- [Task directions]: In the data below, find each line carrying the string "GizmoError" and copy it out.

- [Saved data entries]:
• • • • •

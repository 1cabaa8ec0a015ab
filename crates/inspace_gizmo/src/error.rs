//! Error types for the gizmo crate
//!
//! Drag and mode handling never fail; these cover the configuration surface.

use std::path::PathBuf;

use thiserror::Error;

/// Gizmo configuration errors
#[derive(Debug, Error)]
pub enum GizmoError {
    /// Reading or writing a settings file failed
    #[error("IO error on {path:?}: {source}")]
    Io {
        path: PathBuf,
        #[source]
        source: std::io::Error,
    },

    /// Settings file is not valid TOML for the settings schema
    #[error("TOML parse error: {0}")]
    Parse(#[from] toml::de::Error),

    /// Settings could not be encoded
    #[error("TOML encode error: {0}")]
    Encode(#[from] toml::ser::Error),

    /// No platform config directory to fall back on
    #[error("No config directory available on this platform")]
    NoConfigDir,

    /// Unrecognised axis name
    #[error("Unknown axis: {0}")]
    UnknownAxis(String),

    /// Unrecognised operating mode name
    #[error("Unknown mode: {0}")]
    UnknownMode(String),
}

/// Result type for gizmo operations
pub type Result<T> = std::result::Result<T, GizmoError>;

• • • • •

- [Reply to the exercise]:
pub enum GizmoError {
pub type Result<T> = std::result::Result<T, GizmoError>;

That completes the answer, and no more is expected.